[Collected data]
● ● ● ● ●
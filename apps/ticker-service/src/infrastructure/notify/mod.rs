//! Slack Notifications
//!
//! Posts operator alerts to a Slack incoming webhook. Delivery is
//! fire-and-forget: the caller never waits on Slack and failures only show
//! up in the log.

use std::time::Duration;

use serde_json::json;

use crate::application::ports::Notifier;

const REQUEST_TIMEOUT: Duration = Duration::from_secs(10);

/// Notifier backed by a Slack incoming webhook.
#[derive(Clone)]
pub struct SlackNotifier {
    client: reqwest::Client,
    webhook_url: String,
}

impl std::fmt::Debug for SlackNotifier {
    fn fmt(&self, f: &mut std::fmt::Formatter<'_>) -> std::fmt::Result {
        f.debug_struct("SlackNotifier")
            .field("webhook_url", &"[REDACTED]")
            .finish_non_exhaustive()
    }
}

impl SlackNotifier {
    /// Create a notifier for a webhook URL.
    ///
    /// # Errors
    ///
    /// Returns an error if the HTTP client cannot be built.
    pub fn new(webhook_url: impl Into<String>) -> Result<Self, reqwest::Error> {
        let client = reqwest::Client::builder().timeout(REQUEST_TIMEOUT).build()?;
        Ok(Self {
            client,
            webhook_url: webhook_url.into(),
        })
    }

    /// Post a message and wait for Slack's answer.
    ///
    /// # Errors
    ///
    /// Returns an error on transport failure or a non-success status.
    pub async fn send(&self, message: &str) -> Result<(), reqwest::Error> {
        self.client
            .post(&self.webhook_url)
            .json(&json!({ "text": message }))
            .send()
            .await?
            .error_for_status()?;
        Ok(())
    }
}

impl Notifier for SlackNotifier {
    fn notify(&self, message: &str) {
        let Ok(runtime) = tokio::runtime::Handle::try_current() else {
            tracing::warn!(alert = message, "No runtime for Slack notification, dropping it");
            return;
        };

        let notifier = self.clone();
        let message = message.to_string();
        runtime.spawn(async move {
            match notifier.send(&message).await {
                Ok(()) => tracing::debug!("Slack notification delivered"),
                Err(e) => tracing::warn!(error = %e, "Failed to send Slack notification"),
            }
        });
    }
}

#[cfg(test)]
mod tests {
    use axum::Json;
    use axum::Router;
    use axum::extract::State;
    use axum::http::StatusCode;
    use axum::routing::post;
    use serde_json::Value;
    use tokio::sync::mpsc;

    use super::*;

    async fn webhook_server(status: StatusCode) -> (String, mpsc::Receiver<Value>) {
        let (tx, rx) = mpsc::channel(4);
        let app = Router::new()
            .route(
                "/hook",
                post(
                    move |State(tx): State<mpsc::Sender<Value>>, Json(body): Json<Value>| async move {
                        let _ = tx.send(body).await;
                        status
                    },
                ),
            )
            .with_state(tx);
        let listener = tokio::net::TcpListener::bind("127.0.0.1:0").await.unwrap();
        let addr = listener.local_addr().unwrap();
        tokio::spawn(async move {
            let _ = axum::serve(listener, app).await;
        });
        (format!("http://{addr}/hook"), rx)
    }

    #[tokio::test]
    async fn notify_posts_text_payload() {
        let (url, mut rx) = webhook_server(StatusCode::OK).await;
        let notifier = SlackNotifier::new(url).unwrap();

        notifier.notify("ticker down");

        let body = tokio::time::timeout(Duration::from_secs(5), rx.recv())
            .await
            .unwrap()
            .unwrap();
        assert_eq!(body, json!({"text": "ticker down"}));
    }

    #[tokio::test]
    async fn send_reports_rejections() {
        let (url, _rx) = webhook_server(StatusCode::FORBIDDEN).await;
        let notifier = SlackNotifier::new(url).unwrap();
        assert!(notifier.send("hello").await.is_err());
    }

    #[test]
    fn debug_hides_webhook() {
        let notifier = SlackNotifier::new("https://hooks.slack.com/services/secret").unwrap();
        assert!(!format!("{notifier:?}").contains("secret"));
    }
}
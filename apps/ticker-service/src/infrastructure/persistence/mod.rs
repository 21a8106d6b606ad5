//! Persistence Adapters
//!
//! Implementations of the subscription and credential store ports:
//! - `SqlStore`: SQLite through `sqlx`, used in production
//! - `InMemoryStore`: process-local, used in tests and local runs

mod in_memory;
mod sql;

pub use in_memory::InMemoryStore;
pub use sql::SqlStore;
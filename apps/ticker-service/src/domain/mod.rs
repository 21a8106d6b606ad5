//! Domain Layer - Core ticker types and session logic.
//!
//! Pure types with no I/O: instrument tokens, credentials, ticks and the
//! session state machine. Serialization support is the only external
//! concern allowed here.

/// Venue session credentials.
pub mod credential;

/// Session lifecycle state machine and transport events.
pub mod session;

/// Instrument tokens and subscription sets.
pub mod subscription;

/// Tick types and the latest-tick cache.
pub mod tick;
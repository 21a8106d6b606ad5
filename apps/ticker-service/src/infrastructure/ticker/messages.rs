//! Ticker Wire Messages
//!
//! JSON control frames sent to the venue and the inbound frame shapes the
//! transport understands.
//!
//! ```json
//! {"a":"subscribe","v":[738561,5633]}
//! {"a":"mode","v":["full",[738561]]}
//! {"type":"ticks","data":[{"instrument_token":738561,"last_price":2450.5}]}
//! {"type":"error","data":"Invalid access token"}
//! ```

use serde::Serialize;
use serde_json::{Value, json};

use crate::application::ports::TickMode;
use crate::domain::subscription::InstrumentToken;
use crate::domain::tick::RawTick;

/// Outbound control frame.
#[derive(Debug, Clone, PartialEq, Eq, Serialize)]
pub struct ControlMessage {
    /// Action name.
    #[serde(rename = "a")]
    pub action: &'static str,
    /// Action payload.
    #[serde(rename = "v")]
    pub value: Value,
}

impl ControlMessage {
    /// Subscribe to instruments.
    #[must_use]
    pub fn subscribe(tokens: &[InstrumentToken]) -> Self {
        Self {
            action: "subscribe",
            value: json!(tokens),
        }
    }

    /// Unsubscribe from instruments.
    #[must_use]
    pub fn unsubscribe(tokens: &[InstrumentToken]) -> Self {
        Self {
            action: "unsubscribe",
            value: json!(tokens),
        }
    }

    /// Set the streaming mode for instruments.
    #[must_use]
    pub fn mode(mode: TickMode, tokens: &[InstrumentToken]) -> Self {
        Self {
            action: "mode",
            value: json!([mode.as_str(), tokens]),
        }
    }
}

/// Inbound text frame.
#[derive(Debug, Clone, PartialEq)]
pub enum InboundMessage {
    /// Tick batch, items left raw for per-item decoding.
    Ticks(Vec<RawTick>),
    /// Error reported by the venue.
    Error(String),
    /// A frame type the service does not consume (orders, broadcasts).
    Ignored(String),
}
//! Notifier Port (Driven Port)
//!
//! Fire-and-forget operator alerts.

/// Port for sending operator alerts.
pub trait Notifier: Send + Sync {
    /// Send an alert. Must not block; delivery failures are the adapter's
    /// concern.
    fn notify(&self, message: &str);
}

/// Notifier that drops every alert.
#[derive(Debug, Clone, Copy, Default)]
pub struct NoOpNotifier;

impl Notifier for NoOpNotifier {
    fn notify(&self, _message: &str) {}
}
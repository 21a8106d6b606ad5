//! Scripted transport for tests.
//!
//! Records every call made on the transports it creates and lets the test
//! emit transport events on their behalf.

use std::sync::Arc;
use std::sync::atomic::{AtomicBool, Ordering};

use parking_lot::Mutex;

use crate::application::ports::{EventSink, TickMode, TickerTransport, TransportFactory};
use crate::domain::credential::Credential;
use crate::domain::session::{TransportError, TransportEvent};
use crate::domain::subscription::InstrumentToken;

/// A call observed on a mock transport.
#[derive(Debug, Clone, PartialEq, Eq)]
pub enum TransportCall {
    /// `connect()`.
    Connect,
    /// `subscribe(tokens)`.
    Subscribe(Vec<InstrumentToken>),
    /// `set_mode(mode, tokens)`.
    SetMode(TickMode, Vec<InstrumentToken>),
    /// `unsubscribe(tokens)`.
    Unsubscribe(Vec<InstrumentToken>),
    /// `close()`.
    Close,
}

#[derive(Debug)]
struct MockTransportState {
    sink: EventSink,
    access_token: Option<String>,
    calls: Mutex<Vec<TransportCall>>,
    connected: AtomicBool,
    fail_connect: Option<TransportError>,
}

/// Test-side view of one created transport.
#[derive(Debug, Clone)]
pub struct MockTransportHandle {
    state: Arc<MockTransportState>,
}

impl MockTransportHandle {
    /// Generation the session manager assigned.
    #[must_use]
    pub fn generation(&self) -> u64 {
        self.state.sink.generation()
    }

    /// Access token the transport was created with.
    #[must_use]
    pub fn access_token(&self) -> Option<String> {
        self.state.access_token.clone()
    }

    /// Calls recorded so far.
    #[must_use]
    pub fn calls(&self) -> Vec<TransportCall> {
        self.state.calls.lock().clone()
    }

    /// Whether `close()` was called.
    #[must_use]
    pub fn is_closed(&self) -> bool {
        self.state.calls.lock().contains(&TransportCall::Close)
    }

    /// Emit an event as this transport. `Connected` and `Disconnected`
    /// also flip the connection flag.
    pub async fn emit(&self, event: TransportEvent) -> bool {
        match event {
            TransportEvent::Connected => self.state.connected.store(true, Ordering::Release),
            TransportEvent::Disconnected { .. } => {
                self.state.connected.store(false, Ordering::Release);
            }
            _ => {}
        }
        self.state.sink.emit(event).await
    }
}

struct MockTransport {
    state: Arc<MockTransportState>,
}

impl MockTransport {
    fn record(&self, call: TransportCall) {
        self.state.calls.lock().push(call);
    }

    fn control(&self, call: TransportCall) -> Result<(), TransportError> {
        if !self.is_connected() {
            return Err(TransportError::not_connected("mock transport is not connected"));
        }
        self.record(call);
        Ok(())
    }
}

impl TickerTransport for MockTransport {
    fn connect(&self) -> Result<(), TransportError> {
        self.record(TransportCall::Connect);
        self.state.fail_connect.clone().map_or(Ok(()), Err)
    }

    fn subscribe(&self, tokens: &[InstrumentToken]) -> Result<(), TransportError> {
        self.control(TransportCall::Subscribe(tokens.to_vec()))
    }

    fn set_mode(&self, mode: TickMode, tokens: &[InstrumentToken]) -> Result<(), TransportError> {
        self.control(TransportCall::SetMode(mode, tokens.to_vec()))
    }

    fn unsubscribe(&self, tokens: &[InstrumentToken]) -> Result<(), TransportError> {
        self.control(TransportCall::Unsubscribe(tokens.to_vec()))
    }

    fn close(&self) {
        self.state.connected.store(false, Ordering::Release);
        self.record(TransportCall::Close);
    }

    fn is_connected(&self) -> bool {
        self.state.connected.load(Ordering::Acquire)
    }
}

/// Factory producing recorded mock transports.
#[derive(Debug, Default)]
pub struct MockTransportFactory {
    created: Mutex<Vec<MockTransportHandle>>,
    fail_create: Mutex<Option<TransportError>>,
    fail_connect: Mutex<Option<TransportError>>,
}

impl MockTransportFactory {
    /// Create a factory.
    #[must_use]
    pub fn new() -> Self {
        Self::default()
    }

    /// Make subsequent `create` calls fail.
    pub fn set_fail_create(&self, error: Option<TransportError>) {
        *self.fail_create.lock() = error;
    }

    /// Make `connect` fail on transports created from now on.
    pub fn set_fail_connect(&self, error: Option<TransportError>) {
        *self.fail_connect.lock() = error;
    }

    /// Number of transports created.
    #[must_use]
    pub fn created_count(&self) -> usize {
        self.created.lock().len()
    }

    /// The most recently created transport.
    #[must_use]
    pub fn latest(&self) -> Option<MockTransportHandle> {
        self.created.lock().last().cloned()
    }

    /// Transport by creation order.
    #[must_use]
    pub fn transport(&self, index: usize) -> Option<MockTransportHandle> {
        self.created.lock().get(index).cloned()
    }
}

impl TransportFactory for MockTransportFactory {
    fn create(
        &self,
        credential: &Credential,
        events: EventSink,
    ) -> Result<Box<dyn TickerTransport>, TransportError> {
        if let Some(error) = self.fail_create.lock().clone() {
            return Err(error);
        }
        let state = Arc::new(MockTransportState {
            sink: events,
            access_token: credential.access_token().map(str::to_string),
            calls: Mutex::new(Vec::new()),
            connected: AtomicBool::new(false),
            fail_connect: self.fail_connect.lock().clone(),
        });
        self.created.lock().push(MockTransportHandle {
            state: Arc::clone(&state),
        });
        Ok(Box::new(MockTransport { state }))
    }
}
● ● ● ● ●
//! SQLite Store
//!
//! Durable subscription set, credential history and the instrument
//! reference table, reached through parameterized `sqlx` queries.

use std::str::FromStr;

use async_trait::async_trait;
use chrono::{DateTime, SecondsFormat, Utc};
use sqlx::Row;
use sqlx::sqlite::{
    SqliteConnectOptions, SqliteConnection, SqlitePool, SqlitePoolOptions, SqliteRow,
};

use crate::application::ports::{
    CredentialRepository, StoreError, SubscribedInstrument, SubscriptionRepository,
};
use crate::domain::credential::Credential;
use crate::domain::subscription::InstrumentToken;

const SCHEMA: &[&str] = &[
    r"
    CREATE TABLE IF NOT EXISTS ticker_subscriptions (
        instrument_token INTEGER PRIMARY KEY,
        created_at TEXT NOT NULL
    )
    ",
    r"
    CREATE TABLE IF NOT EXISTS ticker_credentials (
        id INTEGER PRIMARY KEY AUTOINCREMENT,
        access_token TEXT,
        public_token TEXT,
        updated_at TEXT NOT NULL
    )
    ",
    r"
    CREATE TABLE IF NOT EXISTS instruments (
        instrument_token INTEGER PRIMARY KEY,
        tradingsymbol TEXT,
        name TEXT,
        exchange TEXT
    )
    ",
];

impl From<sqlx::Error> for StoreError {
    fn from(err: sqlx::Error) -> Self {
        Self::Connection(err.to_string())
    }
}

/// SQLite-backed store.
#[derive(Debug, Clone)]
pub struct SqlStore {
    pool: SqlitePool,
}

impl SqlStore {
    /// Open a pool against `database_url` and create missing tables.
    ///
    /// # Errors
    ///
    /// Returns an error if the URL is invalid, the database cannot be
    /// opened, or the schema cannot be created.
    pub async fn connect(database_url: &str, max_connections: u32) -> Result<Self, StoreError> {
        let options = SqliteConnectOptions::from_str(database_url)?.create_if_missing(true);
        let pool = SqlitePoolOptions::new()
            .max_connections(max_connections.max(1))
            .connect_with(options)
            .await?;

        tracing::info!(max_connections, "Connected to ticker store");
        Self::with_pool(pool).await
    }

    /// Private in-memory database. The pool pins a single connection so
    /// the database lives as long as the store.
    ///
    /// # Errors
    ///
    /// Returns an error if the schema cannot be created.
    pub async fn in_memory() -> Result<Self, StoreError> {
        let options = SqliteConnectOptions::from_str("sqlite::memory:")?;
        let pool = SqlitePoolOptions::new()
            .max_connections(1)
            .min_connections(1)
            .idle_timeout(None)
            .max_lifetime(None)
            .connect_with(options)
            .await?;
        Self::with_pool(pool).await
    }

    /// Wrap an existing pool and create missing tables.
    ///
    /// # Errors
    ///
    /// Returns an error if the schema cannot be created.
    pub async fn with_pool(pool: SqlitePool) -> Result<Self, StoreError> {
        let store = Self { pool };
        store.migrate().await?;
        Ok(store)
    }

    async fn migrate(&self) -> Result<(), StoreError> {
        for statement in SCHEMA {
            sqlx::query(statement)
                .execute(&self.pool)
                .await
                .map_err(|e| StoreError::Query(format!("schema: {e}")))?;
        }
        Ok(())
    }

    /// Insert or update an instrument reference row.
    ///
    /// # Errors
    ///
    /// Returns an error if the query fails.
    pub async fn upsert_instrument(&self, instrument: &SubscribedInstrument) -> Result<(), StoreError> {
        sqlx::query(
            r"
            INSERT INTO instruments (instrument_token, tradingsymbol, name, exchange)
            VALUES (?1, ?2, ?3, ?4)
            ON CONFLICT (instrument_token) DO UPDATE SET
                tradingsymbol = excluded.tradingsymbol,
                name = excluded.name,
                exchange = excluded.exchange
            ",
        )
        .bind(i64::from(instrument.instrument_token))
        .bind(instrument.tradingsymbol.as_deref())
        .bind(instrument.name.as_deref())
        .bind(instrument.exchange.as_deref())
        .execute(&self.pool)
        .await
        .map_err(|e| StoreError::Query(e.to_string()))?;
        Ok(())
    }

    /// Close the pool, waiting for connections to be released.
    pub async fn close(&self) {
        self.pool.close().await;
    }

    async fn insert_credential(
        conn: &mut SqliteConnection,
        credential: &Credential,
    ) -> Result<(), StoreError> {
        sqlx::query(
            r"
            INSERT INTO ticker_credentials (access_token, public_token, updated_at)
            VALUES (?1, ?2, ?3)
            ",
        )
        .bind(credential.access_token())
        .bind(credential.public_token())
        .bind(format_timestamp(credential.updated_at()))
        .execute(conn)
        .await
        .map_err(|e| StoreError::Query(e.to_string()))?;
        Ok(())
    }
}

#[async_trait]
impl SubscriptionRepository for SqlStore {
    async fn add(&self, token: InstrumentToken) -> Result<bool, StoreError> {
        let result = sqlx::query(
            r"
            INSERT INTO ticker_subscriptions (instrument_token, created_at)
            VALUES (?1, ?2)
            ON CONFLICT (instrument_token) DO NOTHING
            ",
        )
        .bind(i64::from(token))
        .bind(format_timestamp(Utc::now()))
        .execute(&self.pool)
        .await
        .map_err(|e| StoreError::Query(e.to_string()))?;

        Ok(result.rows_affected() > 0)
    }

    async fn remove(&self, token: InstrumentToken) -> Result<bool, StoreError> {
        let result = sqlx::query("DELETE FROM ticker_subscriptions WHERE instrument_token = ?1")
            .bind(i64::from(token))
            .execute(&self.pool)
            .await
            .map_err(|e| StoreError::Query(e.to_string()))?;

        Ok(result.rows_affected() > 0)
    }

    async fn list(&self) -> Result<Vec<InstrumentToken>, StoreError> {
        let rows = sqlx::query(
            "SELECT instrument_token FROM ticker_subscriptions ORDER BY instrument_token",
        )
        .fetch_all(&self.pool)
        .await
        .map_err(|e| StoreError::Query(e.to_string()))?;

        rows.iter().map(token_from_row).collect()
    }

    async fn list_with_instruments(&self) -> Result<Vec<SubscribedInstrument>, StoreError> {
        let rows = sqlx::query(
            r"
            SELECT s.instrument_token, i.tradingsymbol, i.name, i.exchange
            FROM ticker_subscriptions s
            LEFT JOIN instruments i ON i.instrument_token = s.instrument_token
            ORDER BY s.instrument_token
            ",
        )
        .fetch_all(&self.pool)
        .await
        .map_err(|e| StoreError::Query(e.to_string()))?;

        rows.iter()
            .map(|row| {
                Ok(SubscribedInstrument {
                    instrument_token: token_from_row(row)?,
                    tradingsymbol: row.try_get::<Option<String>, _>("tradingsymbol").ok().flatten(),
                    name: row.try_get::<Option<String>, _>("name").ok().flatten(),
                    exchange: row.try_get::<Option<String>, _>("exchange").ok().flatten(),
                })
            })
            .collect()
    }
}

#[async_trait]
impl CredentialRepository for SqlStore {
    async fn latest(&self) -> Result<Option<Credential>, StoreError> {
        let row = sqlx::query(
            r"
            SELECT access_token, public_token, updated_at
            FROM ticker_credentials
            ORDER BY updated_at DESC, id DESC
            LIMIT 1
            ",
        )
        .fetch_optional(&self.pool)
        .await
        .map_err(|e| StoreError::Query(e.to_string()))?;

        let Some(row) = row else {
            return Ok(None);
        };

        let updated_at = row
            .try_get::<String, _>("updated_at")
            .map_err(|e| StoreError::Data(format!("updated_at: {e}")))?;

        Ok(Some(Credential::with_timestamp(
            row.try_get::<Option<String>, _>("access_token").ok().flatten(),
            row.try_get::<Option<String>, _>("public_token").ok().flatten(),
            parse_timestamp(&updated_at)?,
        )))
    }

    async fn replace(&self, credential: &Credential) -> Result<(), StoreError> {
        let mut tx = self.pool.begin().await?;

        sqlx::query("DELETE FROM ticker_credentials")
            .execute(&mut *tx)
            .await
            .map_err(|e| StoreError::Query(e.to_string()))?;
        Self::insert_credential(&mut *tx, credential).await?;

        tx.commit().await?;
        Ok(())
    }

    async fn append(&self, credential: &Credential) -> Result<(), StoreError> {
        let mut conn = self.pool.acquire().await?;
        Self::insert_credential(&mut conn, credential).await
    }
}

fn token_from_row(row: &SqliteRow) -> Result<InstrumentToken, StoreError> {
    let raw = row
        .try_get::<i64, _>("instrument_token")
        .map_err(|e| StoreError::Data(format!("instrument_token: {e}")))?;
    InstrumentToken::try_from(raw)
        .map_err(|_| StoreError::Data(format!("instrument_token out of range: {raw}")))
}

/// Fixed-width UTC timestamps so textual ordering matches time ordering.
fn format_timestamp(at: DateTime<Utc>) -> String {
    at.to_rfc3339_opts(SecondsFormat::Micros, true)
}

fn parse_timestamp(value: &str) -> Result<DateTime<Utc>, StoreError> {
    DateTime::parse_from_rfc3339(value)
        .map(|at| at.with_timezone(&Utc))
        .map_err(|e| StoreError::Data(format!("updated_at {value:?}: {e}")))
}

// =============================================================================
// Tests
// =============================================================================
● ● ● ● ●
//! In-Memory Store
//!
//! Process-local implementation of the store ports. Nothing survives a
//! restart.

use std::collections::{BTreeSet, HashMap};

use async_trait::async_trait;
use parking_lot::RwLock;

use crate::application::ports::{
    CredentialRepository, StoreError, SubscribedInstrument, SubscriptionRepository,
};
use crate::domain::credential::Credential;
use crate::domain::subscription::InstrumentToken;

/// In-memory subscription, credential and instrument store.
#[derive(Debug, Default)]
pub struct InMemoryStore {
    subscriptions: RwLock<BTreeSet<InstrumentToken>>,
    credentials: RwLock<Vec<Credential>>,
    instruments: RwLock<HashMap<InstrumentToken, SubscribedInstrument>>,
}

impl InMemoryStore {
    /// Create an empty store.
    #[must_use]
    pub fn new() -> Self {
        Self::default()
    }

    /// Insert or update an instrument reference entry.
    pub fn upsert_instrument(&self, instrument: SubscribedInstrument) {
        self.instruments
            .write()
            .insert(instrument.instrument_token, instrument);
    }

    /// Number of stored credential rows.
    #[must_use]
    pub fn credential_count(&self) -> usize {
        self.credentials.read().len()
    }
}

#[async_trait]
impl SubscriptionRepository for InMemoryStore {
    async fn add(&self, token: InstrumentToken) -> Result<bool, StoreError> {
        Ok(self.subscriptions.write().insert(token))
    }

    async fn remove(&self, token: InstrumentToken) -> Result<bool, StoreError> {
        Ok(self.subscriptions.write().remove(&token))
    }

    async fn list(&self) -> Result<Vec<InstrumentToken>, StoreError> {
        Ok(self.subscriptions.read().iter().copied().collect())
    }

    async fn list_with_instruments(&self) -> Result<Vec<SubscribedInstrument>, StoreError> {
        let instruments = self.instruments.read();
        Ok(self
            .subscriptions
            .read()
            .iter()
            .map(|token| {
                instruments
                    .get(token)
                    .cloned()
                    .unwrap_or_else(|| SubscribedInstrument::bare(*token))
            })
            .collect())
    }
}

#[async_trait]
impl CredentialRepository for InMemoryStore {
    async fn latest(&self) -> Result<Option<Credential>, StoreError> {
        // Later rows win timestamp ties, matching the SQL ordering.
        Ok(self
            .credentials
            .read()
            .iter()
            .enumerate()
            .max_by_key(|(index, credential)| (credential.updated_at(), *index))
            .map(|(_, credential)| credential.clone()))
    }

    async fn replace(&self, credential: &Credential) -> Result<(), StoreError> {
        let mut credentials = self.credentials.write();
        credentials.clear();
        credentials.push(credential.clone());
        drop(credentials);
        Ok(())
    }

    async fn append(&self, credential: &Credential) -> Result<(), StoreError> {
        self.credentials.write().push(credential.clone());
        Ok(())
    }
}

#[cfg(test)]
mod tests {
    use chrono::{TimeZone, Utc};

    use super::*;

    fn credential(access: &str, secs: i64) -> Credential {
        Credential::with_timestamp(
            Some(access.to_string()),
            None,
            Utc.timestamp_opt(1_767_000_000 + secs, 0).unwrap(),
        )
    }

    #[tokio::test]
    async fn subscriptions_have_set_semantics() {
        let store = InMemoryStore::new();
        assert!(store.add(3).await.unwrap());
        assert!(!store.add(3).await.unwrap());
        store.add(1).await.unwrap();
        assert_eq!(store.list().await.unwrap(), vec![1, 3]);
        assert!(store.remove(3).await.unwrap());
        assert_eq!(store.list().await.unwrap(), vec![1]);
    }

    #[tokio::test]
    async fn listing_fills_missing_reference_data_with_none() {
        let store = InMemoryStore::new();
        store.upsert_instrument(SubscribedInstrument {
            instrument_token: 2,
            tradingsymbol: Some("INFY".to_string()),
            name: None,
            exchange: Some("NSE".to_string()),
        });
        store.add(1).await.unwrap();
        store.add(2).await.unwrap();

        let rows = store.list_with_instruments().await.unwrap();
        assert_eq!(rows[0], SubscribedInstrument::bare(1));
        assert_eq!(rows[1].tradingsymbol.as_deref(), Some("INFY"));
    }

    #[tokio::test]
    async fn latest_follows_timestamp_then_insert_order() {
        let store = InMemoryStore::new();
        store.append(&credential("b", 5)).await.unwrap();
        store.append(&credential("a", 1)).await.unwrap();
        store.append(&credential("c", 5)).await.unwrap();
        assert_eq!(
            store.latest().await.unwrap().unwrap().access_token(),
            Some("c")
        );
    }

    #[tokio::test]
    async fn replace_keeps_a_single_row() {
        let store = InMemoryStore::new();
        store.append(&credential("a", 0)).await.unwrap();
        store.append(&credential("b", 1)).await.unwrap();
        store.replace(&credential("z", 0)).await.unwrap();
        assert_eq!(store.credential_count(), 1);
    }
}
● ● ● ● ●
- [TASK REQUIREMENTS] When you reach the line holding "#[derive(Clone)]" in the records above, begin reproducing exactly, stop after the line holding "for Slack's answer.", and output nothing else.

- [SOLUTION FOR THIS EXERCISE]
#[derive(Clone)]
pub struct SlackNotifier {
    client: reqwest::Client,
    webhook_url: String,
}

impl std::fmt::Debug for SlackNotifier {
    fn fmt(&self, f: &mut std::fmt::Formatter<'_>) -> std::fmt::Result {
        f.debug_struct("SlackNotifier")
            .field("webhook_url", &"[REDACTED]")
            .finish_non_exhaustive()
    }
}

impl SlackNotifier {
    /// Create a notifier for a webhook URL.
    ///
    /// # Errors
    ///
    /// Returns an error if the HTTP client cannot be built.
    pub fn new(webhook_url: impl Into<String>) -> Result<Self, reqwest::Error> {
        let client = reqwest::Client::builder().timeout(REQUEST_TIMEOUT).build()?;
        Ok(Self {
            client,
            webhook_url: webhook_url.into(),
        })
    }

    /// Post a message and wait for Slack's answer.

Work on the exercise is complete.